#### Brief:
When you reach the line in the listing below that contains "all tests (CSV", begin returning lines exactly as written, and stop after the line that contains "is mandatory here.". Return no other lines.

START Records for the task

// CSV loading for the bulk flows. Rows are deserialized with serde after
// checking the header, so a wrong file gets a message naming the columns.

use anyhow::{bail, Context, Result};
use serde::de::DeserializeOwned;
use std::path::Path;

/// Read every row of `path`, requiring the `required` header columns.
pub fn load_rows<T: DeserializeOwned>(path: &Path, required: &[&str]) -> Result<Vec<T>> {
    if !path.exists() {
        bail!("File not found: {}", path.display());
    }
    let mut reader = csv::ReaderBuilder::new()
        .trim(csv::Trim::All)
        .from_path(path)
        .with_context(|| format!("Failed to open {}", path.display()))?;

    let headers = reader.headers().context("Failed to read CSV header")?.clone();
    let missing: Vec<&str> = required
        .iter()
        .copied()
        .filter(|col| !headers.iter().any(|h| h == *col))
        .collect();
    if !missing.is_empty() {
        bail!(
            "CSV must have columns: {} (missing: {})",
            required.join(","),
            missing.join(",")
        );
    }

    let mut rows = Vec::new();
    for (idx, record) in reader.deserialize().enumerate() {
        // +2: one for the header, one for 1-based numbering
        let row: T = record.with_context(|| format!("Invalid CSV row {}", idx + 2))?;
        rows.push(row);
    }
    if rows.is_empty() {
        bail!("CSV file is empty");
    }
    Ok(rows)
}
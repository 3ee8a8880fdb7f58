// Library root
// -----------
// The binary (`main.rs`) loads the configuration, sets up logging and hands
// an `ApiClient` to the menu loop in `ui`.
//
// Module responsibilities:
// - `config`: locate and parse `config.json` (token, project id).
// - `api`: blocking HTTP access to the Kualitee API, behind the
//   `KualiteeApi` trait so the modules can run against a fake.
// - `test_cycle` / `defect`: the two interactive modules.
// - `ui`: main menu plus terminal helpers shared by the modules.
// - `models`, `error`, `logging`, `csv_input`: supporting pieces.
pub mod api;
pub mod config;
pub mod csv_input;
pub mod defect;
pub mod error;
pub mod logging;
pub mod models;
pub mod test_cycle;
pub mod ui;
fn cycle_view<A: KualiteeApi>(api: &A, cycle: &Cycle) -> Result<()> {
    loop {
        ui::header(Some(&format!("Cycle: {}  (ID {})", cycle.cycle_name, cycle.id)));
        let cases = load_test_cases(api, &cycle.id)?;
        if cases.is_empty() {
            ui::print_warning("No test cases found in this cycle");
            ui::pause();
            return Ok(());
        }
        print_test_cases(&cases);

        let items = vec![
            "Execute single test".to_string(),
            "Execute all tests (CSV file)".to_string(),
            "Search test by name".to_string(),
            "Back".to_string(),
        ];
        let result = match ui::pick("Cycle actions", &items)? {
            Some(0) => execute_single(api, &cycle.id, &cases),
            Some(1) => execute_from_csv(api, &cycle.id, &cases),
            Some(2) => search_tests(&cases),
            _ => return Ok(()),
        };
        if let Err(e) = result {
            error!("Cycle action failed: {:#}", e);
            ui::print_error(&format!("Error: {:#}", e));
            ui::pause();
        }
    }
}

/// Execute one test from the cycle view. Evidence is mandatory here.
fn execute_single<A: KualiteeApi>(api: &A, cycle_id: &str, cases: &[TestCase]) -> Result<()> {
    let Some(test_case) = pick_test_case(cases)? else {
        return Ok(());
    };
    let Some(status) = prompt_status()? else {
        return Ok(());
    };
    let Some(path) = prompt_attachment(true)? else {
        return Ok(());
    };
    let update = TestCycleUpdate::new(cycle_id, test_case, status).with_attachment(path);
    submit_and_report(api, &update, &test_case.tc_name);
    ui::pause();
    Ok(())
}

fn search_tests(cases: &[TestCase]) -> Result<()> {
    let Some(term) = ui::prompt_optional("Enter test name to search (blank to cancel)")? else {
        return Ok(());
    };
    let found = filter_test_cases(cases, &term);
    if found.is_empty() {
        ui::print_warning(&format!("No tests found matching '{}'", term));
    } else {
        let rows: Vec<Vec<String>> = found
            .iter()
            .enumerate()
            .map(|(i, tc)| {
                vec![
                    (i + 1).to_string(),
                    tc.testcase_id.clone(),
                    tc.tc_name.clone(),
                    tc.status.clone(),
                ]
            })
            .collect();
        ui::print_table(
            Some(&format!("Search Results for '{}'", term)),
            &["#", "Test ID", "Test Name", "Status"],
            &rows,
        );
        ui::print_success(&format!("Found {} test case(s)", found.len()));
    }
    ui::pause();
    Ok(())
}

/// One CSV line of a bulk execution file.
#[derive(Deserialize, Debug, Clone, PartialEq, Eq)]
pub struct ExecutionRow {
    pub test_case_name: String,
    pub status: String,
    pub attachment: String,
}

#[derive(Debug, Clone)]
pub struct PlannedExecution {
    pub name: String,
    pub update: TestCycleUpdate,
}

#[derive(Debug, Clone, PartialEq, Eq)]
pub struct SkippedRow {
    pub name: String,
    pub reason: String,
    pub attachment: String,
}

#[derive(Debug, Default)]
pub struct ExecutionPlan {
    pub matched: Vec<PlannedExecution>,
    pub skipped: Vec<SkippedRow>,
}

/// Match CSV rows against the cycle's test cases by exact name and
/// validate status and attachment. Invalid rows are skipped with a reason.
pub fn plan_bulk_execution(cycle_id: &str, rows: &[ExecutionRow], cases: &[TestCase]) -> ExecutionPlan {
    let by_name: HashMap<&str, &TestCase> =
        cases.iter().map(|tc| (tc.tc_name.as_str(), tc)).collect();
    let mut plan = ExecutionPlan::default();

    for row in rows {
        let skip = |reason: String| SkippedRow {
            name: row.test_case_name.clone(),
            reason,
            attachment: row.attachment.clone(),
        };
        let status = match row.status.parse::<ExecutionStatus>() {
            Ok(s) => s,
            Err(e) => {
                plan.skipped.push(skip(e.to_string()));
                continue;
            }
        };
        let Some(test_case) = by_name.get(row.test_case_name.as_str()) else {
            plan.skipped.push(skip("Test case not found".into()));
            continue;
        };
        let path = match validate_attachment(&row.attachment) {
            Ok(p) => p,
            Err(e) => {
                plan.skipped.push(skip(e.to_string()));
                continue;
            }
        };
        plan.matched.push(PlannedExecution {
            name: row.test_case_name.clone(),
            update: TestCycleUpdate::new(cycle_id, test_case, status).with_attachment(path),
        });
    }
    plan
}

END Records for the task

#### Expected answer:
            "Execute all tests (CSV file)".to_string(),
            "Search test by name".to_string(),
            "Back".to_string(),
        ];
        let result = match ui::pick("Cycle actions", &items)? {
            Some(0) => execute_single(api, &cycle.id, &cases),
            Some(1) => execute_from_csv(api, &cycle.id, &cases),
            Some(2) => search_tests(&cases),
            _ => return Ok(()),
        };
        if let Err(e) = result {
            error!("Cycle action failed: {:#}", e);
            ui::print_error(&format!("Error: {:#}", e));
            ui::pause();
        }
    }
}

/// Execute one test from the cycle view. Evidence is mandatory here.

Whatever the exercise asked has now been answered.